**Problem:** In the listing below, find each line that holds "milliseconds" and list it.

**Exercise inputs:**
+--

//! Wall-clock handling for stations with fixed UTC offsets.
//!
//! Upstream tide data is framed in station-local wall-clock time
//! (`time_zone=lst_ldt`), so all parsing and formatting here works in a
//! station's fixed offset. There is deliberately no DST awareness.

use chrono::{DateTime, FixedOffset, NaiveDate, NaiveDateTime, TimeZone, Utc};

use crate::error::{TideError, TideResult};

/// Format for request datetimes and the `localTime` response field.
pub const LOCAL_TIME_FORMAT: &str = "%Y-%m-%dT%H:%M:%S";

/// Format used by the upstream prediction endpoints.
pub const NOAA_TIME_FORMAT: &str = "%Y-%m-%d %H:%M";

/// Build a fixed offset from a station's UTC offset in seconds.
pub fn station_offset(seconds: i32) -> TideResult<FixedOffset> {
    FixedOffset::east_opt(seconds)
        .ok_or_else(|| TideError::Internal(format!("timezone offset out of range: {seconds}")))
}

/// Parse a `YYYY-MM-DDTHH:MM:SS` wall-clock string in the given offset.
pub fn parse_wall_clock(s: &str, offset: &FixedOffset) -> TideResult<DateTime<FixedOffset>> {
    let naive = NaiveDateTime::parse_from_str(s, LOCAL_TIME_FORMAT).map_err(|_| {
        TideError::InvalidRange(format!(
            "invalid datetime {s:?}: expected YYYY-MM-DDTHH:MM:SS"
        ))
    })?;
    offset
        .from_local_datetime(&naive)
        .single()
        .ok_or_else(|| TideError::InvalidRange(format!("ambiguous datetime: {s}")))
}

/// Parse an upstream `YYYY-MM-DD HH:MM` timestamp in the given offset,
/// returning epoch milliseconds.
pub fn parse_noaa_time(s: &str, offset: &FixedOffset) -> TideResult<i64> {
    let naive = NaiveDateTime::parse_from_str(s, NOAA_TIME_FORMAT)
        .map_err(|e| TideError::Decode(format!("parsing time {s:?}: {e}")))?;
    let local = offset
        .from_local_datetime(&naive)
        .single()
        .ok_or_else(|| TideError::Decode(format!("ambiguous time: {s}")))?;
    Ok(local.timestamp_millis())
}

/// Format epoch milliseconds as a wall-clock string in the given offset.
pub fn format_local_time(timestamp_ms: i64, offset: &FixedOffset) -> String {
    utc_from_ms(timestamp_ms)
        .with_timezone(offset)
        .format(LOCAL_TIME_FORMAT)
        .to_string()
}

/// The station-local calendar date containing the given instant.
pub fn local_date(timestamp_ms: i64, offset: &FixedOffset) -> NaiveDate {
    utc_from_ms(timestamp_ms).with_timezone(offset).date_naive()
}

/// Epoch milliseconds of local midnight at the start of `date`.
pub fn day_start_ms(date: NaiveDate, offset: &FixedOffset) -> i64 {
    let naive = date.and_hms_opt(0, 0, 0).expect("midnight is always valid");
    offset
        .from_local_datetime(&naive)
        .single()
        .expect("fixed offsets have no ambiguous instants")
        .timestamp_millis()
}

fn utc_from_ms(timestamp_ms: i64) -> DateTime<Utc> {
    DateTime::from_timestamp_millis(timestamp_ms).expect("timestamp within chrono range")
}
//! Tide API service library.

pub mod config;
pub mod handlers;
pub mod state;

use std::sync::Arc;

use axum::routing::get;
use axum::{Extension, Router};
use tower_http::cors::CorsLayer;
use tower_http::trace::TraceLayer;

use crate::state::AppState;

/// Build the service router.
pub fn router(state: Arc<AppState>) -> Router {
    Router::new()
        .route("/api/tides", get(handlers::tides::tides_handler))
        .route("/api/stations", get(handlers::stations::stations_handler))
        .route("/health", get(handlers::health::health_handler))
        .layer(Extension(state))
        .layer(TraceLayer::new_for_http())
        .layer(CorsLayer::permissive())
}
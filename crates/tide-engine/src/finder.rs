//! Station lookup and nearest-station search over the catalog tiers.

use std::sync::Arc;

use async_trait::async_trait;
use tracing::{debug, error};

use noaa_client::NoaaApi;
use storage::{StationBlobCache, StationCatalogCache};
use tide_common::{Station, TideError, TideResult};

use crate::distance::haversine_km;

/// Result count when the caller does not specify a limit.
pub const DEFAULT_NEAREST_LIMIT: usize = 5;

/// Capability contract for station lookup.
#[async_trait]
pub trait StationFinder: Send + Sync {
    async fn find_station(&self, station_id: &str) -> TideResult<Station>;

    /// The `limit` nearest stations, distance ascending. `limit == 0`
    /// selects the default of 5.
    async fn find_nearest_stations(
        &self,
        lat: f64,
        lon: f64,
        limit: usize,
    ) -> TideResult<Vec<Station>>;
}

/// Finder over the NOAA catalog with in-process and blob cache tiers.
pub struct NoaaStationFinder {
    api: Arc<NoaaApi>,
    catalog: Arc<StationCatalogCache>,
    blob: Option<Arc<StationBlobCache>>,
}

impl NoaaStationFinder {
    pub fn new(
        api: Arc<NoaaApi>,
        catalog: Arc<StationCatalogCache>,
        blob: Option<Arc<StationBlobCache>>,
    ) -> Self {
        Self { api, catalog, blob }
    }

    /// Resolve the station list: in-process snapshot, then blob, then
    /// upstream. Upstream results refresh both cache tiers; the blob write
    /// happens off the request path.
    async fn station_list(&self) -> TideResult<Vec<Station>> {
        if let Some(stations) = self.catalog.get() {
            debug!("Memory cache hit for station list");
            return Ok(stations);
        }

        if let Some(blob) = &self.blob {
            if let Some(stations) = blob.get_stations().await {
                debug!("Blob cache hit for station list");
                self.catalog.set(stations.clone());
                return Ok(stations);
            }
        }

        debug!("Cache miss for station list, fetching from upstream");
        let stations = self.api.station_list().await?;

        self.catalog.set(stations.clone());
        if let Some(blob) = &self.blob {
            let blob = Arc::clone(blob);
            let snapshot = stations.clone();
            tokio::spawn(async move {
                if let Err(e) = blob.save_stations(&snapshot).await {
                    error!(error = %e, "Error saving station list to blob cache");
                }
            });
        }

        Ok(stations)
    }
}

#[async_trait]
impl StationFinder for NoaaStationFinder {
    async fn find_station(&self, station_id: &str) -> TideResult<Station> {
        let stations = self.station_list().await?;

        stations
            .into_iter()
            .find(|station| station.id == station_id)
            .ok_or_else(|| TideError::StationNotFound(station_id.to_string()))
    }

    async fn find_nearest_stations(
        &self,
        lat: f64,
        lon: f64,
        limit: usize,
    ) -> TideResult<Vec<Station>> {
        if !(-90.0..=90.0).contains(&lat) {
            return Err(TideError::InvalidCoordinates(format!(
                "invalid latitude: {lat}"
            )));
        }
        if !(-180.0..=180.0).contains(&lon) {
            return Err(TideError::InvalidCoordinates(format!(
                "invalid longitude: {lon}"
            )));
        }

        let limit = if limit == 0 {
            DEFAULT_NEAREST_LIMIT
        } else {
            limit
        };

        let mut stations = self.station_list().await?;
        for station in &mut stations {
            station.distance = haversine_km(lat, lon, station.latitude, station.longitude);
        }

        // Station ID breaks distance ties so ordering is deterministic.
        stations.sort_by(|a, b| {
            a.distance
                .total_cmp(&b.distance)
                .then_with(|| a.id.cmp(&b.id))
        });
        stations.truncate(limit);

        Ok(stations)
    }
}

+--

**Result of the exercise:**
/// returning epoch milliseconds.
/// Format epoch milliseconds as a wall-clock string in the given offset.
/// Epoch milliseconds of local midnight at the start of `date`.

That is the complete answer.